What Is Search Intent?

Search Intent is a crucial concept in the digital marketing world. Our guide hopes to provide you with all the information that there is to know about keyword intent in research.

Photo of Danny Mahoney
Danny Mahoney

We all know that SEO is a powerful tool capable of driving traffic to any website.

With proper keyword research, you can optimise your site in a way that attracts potential customers. The more successful you are in choosing these keywords, the higher are your chances of ranking on the search engine results pages (SERPs).

What Is Search Intent

Even if keyword research helps people find your products and services, there’s no surety that they’ll commit to a purchase or come back to your website. That’s where the concept of keyword search intent steps in.

In this guide, we’ll be discussing the basics of keyword search intent and its types (informational, transactional, commercial, and navigational intent). We’ll also help you target and capture the right keywords and build an intent-based keyword list.

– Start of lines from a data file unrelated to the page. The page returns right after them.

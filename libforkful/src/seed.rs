//! Seed data loading
//!
//! A store starts from a fixed set of users and recipes, read either from
//! the bundled dataset or from a JSON file of the same shape:
//!
//! ```json
//! { "users": [...], "recipes": [...], "tags": ["vegan", "quick"] }
//! ```
//!
//! `tags` is optional. Without it the known tags are the recipe tags in
//! first-seen order.

use serde::{Deserialize, Serialize};
use std::collections::HashSet;
use std::path::Path;

use crate::error::{Result, SeedError};
use crate::types::{Recipe, User};

const BUILTIN_SEED: &str = include_str!("../data/seed.json");

#[derive(Debug, Clone, Default, PartialEq, Serialize, Deserialize)]
pub struct SeedData {
    pub users: Vec<User>,
    pub recipes: Vec<Recipe>,
    #[serde(default)]
    pub tags: Vec<String>,
}

impl SeedData {
    pub fn new(users: Vec<User>, recipes: Vec<Recipe>) -> Self {
        Self {
            users,
            recipes,
            tags: Vec::new(),
        }
    }

    /// The dataset bundled with the library
    pub fn builtin() -> Result<Self> {
        Self::from_json_str(BUILTIN_SEED)
    }

    pub fn from_json_str(json: &str) -> Result<Self> {
        let seed: SeedData = serde_json::from_str(json).map_err(SeedError::ParseError)?;
        Ok(seed)
    }

    pub fn load_from_path(path: &Path) -> Result<Self> {
        let content = std::fs::read_to_string(path).map_err(SeedError::ReadError)?;
        let seed = Self::from_json_str(&content)?;
        tracing::debug!(
            path = %path.display(),
            users = seed.users.len(),
            recipes = seed.recipes.len(),
            "Loaded seed file"
        );
        Ok(seed)
    }

    /// Check the cross-record rules a store relies on
    ///
    /// - at least one user (the session user is picked from them)
    /// - user, recipe and comment ids unique within their collection
    /// - every recipe author is a known user
    pub fn validate(&self) -> Result<()> {
        if self.users.is_empty() {
            return Err(SeedError::NoUsers.into());
        }

        ensure_unique("user", self.users.iter().map(|u| u.id.as_str()))?;
        ensure_unique("recipe", self.recipes.iter().map(|r| r.id.as_str()))?;
        ensure_unique(
            "comment",
            self.recipes
                .iter()
                .flat_map(|r| r.comments.iter().map(|c| c.id.as_str())),
        )?;

        let user_ids: HashSet<&str> = self.users.iter().map(|u| u.id.as_str()).collect();
        if let Some(recipe) = self
            .recipes
            .iter()
            .find(|r| !user_ids.contains(r.author_id.as_str()))
        {
            return Err(SeedError::UnknownAuthor {
                recipe_id: recipe.id.clone(),
                author_id: recipe.author_id.clone(),
            }
            .into());
        }

        Ok(())
    }

    /// Tags offered as filters and on the creation form
    pub fn known_tags(&self) -> Vec<String> {
        if !self.tags.is_empty() {
            return self.tags.clone();
        }

        let mut seen = HashSet::new();
        self.recipes
            .iter()
            .flat_map(|r| r.tags.iter())
            .filter(|tag| seen.insert(tag.as_str()))
            .cloned()
            .collect()
    }
}

fn ensure_unique<'a>(kind: &'static str, ids: impl Iterator<Item = &'a str>) -> Result<()> {
    let mut seen = HashSet::new();
    for id in ids {
        if !seen.insert(id) {
            return Err(SeedError::DuplicateId {
                kind,
                id: id.to_string(),
            }
            .into());
        }
    }
    Ok(())
}
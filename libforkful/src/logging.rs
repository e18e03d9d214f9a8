//! Logging setup shared by Forkful front-ends
//!
//! Supports text, JSON and pretty output on stderr, with the filter taken
//! from `RUST_LOG` when set.
//!
//! # Examples
//!
//! ```no_run
//! use libforkful::logging::{LogFormat, LoggingConfig};
//!
//! LoggingConfig::new(LogFormat::Json, "info".to_string(), false).init();
//! ```

use std::str::FromStr;

#[derive(Debug, Clone, Copy, PartialEq, Eq)]
pub enum LogFormat {
    /// Plain text, no colors
    Text,
    /// One JSON object per line
    Json,
    /// Multi-line colored output for development
    Pretty,
}

impl FromStr for LogFormat {
    type Err = String;

    fn from_str(s: &str) -> Result<Self, Self::Err> {
        match s.to_lowercase().as_str() {
            "text" => Ok(LogFormat::Text),
            "json" => Ok(LogFormat::Json),
            "pretty" => Ok(LogFormat::Pretty),
            _ => Err(format!(
                "Invalid log format: '{}'. Valid options: text, json, pretty",
                s
            )),
        }
    }
}

impl std::fmt::Display for LogFormat {
    fn fmt(&self, f: &mut std::fmt::Formatter<'_>) -> std::fmt::Result {
        match self {
            LogFormat::Text => write!(f, "text"),
            LogFormat::Json => write!(f, "json"),
            LogFormat::Pretty => write!(f, "pretty"),
        }
    }
}

pub struct LoggingConfig {
    pub format: LogFormat,
    pub level: String,
    pub verbose: bool,
}

impl LoggingConfig {
    /// `verbose` raises the default level to debug
    pub fn new(format: LogFormat, level: String, verbose: bool) -> Self {
        Self {
            format,
            level,
            verbose,
        }
    }

    /// Level from `FORKFUL_LOG_LEVEL`, warn when unset
    pub fn from_env(format: LogFormat, verbose: bool) -> Self {
        let level = std::env::var("FORKFUL_LOG_LEVEL").unwrap_or_else(|_| "warn".to_string());
        Self::new(format, level, verbose)
    }

    /// Filter directive used when `RUST_LOG` is unset
    pub fn default_directive(&self) -> &str {
        if self.verbose {
            "debug"
        } else {
            &self.level
        }
    }

    /// Install the global subscriber
    ///
    /// # Panics
    ///
    /// Panics if a global subscriber has already been installed
    pub fn init(&self) {
        use tracing_subscriber::EnvFilter;

        let filter = EnvFilter::try_from_default_env()
            .unwrap_or_else(|_| EnvFilter::new(self.default_directive()));

        match self.format {
            LogFormat::Json => {
                tracing_subscriber::fmt()
                    .json()
                    .with_env_filter(filter)
                    .with_writer(std::io::stderr)
                    .flatten_event(true)
                    .with_target(true)
                    .init();
            }
            LogFormat::Pretty => {
                tracing_subscriber::fmt()
                    .pretty()
                    .with_env_filter(filter)
                    .with_writer(std::io::stderr)
                    .with_target(true)
                    .with_line_number(true)
                    .with_file(true)
                    .init();
            }
            LogFormat::Text => {
                tracing_subscriber::fmt()
                    .with_env_filter(filter)
                    .with_writer(std::io::stderr)
                    .with_target(false)
                    .with_level(true)
                    .init();
            }
        }
    }
}

#[cfg(test)]
mod tests {
    use super::*;
    use serial_test::serial;

    #[test]
    fn test_log_format_from_str() {
        assert_eq!("text".parse::<LogFormat>().unwrap(), LogFormat::Text);
        assert_eq!("JSON".parse::<LogFormat>().unwrap(), LogFormat::Json);
        assert_eq!("Pretty".parse::<LogFormat>().unwrap(), LogFormat::Pretty);
    }

    #[test]
    fn test_log_format_from_str_invalid() {
        let result = "xml".parse::<LogFormat>();
        assert!(result.unwrap_err().contains("Invalid log format: 'xml'"));
    }

    #[test]
    fn test_log_format_display_round_trips() {
        for format in [LogFormat::Text, LogFormat::Json, LogFormat::Pretty] {
            assert_eq!(format.to_string().parse::<LogFormat>().unwrap(), format);
        }
    }

    #[test]
    fn test_verbose_overrides_level() {
        let quiet = LoggingConfig::new(LogFormat::Text, "warn".to_string(), false);
        assert_eq!(quiet.default_directive(), "warn");

        let verbose = LoggingConfig::new(LogFormat::Text, "warn".to_string(), true);
        assert_eq!(verbose.default_directive(), "debug");
    }

    #[test]
    #[serial]
    fn test_from_env_reads_level() {
        std::env::set_var("FORKFUL_LOG_LEVEL", "info");
        let config = LoggingConfig::from_env(LogFormat::Json, false);
        std::env::remove_var("FORKFUL_LOG_LEVEL");

        assert_eq!(config.format, LogFormat::Json);
        assert_eq!(config.default_directive(), "info");
    }

    #[test]
    #[serial]
    fn test_from_env_defaults_to_warn() {
        std::env::remove_var("FORKFUL_LOG_LEVEL");
        let config = LoggingConfig::from_env(LogFormat::Text, false);
        assert_eq!(config.level, "warn");
    }
}
//! Recipe search predicate
//!
//! A recipe matches when the text query is a case-insensitive substring
//! of its title, description or author name, and it carries at least one
//! of the requested tags. An empty query or empty tag list matches
//! everything. Results keep collection order.

use serde::{Deserialize, Serialize};

use crate::types::Recipe;

#[derive(Debug, Clone, Default, PartialEq, Eq, Serialize, Deserialize)]
pub struct SearchQuery {
    #[serde(default)]
    pub query: String,
    #[serde(default)]
    pub tags: Vec<String>,
}

impl SearchQuery {
    pub fn new(query: impl Into<String>, tags: Vec<String>) -> Self {
        Self {
            query: query.into(),
            tags,
        }
    }

    pub fn text(query: impl Into<String>) -> Self {
        Self::new(query, Vec::new())
    }

    pub fn tags(tags: Vec<String>) -> Self {
        Self::new(String::new(), tags)
    }

    pub fn is_empty(&self) -> bool {
        self.query.is_empty() && self.tags.is_empty()
    }

    /// Lowercase the query once for repeated matching
    pub fn matcher(&self) -> Matcher<'_> {
        Matcher {
            needle: self.query.to_lowercase(),
            tags: &self.tags,
        }
    }

    /// Stable filter over `recipes`
    pub fn filter<'a>(&self, recipes: &'a [Recipe]) -> Vec<&'a Recipe> {
        let matcher = self.matcher();
        recipes.iter().filter(|r| matcher.matches(r)).collect()
    }
}

pub struct Matcher<'q> {
    needle: String,
    tags: &'q [String],
}

impl Matcher<'_> {
    pub fn matches(&self, recipe: &Recipe) -> bool {
        self.matches_text(recipe) && self.matches_tags(recipe)
    }

    fn matches_text(&self, recipe: &Recipe) -> bool {
        if self.needle.is_empty() {
            return true;
        }
        [&recipe.title, &recipe.description, &recipe.author_name]
            .iter()
            .any(|field| field.to_lowercase().contains(&self.needle))
    }

    fn matches_tags(&self, recipe: &Recipe) -> bool {
        self.tags.is_empty() || self.tags.iter().any(|tag| recipe.has_tag(tag))
    }
}

#[cfg(test)]
mod tests {
    use super::*;
    use chrono::NaiveDate;

    fn recipe(id: &str, title: &str, author: &str, tags: &[&str]) -> Recipe {
        Recipe {
            id: id.to_string(),
            title: title.to_string(),
            description: format!("About {}", title),
            image: String::new(),
            ingredients: vec!["x".to_string()],
            instructions: vec!["y".to_string()],
            tags: tags.iter().map(|t| t.to_string()).collect(),
            author_id: "u1".to_string(),
            author_name: author.to_string(),
            author_avatar: String::new(),
            likes: 0,
            comments: vec![],
            cook_time: "5 min".to_string(),
            servings: 1,
            created_at: NaiveDate::from_ymd_opt(2026, 1, 1).unwrap(),
        }
    }

    fn sample() -> Vec<Recipe> {
        vec![
            recipe("r1", "Classic Margherita Pizza", "Luca Rossi", &["italian"]),
            recipe("r2", "Chocolate Mousse", "Amara Okafor", &["dessert", "vegan"]),
            recipe("r3", "Dan Dan Noodles", "James Chen", &["asian", "spicy"]),
            recipe("r4", "Quinoa Salad", "Amara Okafor", &["vegan", "healthy"]),
        ]
    }

    fn ids(results: &[&Recipe]) -> Vec<String> {
        results.iter().map(|r| r.id.clone()).collect()
    }

    #[test]
    fn test_empty_query_returns_everything_in_order() {
        let recipes = sample();
        let results = SearchQuery::default().filter(&recipes);
        assert_eq!(ids(&results), vec!["r1", "r2", "r3", "r4"]);
    }

    #[test]
    fn test_query_is_case_insensitive() {
        let recipes = sample();
        for q in ["pizza", "PIZZA", "Piz"] {
            let results = SearchQuery::text(q).filter(&recipes);
            assert_eq!(ids(&results), vec!["r1"], "query {:?}", q);
        }
    }

    #[test]
    fn test_query_matches_description_and_author() {
        let recipes = sample();
        assert_eq!(ids(&SearchQuery::text("about dan").filter(&recipes)), vec!["r3"]);
        assert_eq!(ids(&SearchQuery::text("okafor").filter(&recipes)), vec!["r2", "r4"]);
    }

    #[test]
    fn test_query_is_not_trimmed() {
        let recipes = sample();
        assert!(SearchQuery::text(" pizza ").filter(&recipes).is_empty());
    }

    #[test]
    fn test_tags_use_any_semantics() {
        let recipes = sample();
        let query = SearchQuery::tags(vec!["dessert".to_string(), "vegan".to_string()]);
        assert_eq!(ids(&query.filter(&recipes)), vec!["r2", "r4"]);
    }

    #[test]
    fn test_tag_match_is_exact() {
        let recipes = sample();
        let query = SearchQuery::tags(vec!["Vegan".to_string()]);
        assert!(query.filter(&recipes).is_empty());
    }

    #[test]
    fn test_query_and_tags_combine_with_and() {
        let recipes = sample();
        let query = SearchQuery::new("salad", vec!["vegan".to_string()]);
        assert_eq!(ids(&query.filter(&recipes)), vec!["r4"]);

        let query = SearchQuery::new("pizza", vec!["vegan".to_string()]);
        assert!(query.filter(&recipes).is_empty());
    }
}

Keyword Intent Types Graphic

What Is Search Intent?

Let’s start by highlighting the basic definition of keyword search intent before we go on to identify the common types of search intent. That being said, keyword intent surrounds the idea of why a particular search query was made. Rather, what was the intent or the purpose of the user to perform the search?

Google will want to know if the person is looking for information, an immediate answer to a question or if he/she just wants to be redirected to a specific website. It will also try to determine if people want to actually buy the product or service. The different kinds of searches conducted by the user, in turn, play crucial parts in every user-journey.

Suppose you’re in need of an instant answer; the list of results displayed by the search engine will differ from the results displayed when you search for a particular site. The keywords included in the search might be similar in both cases, but the difference in intent determines how Google lists the results.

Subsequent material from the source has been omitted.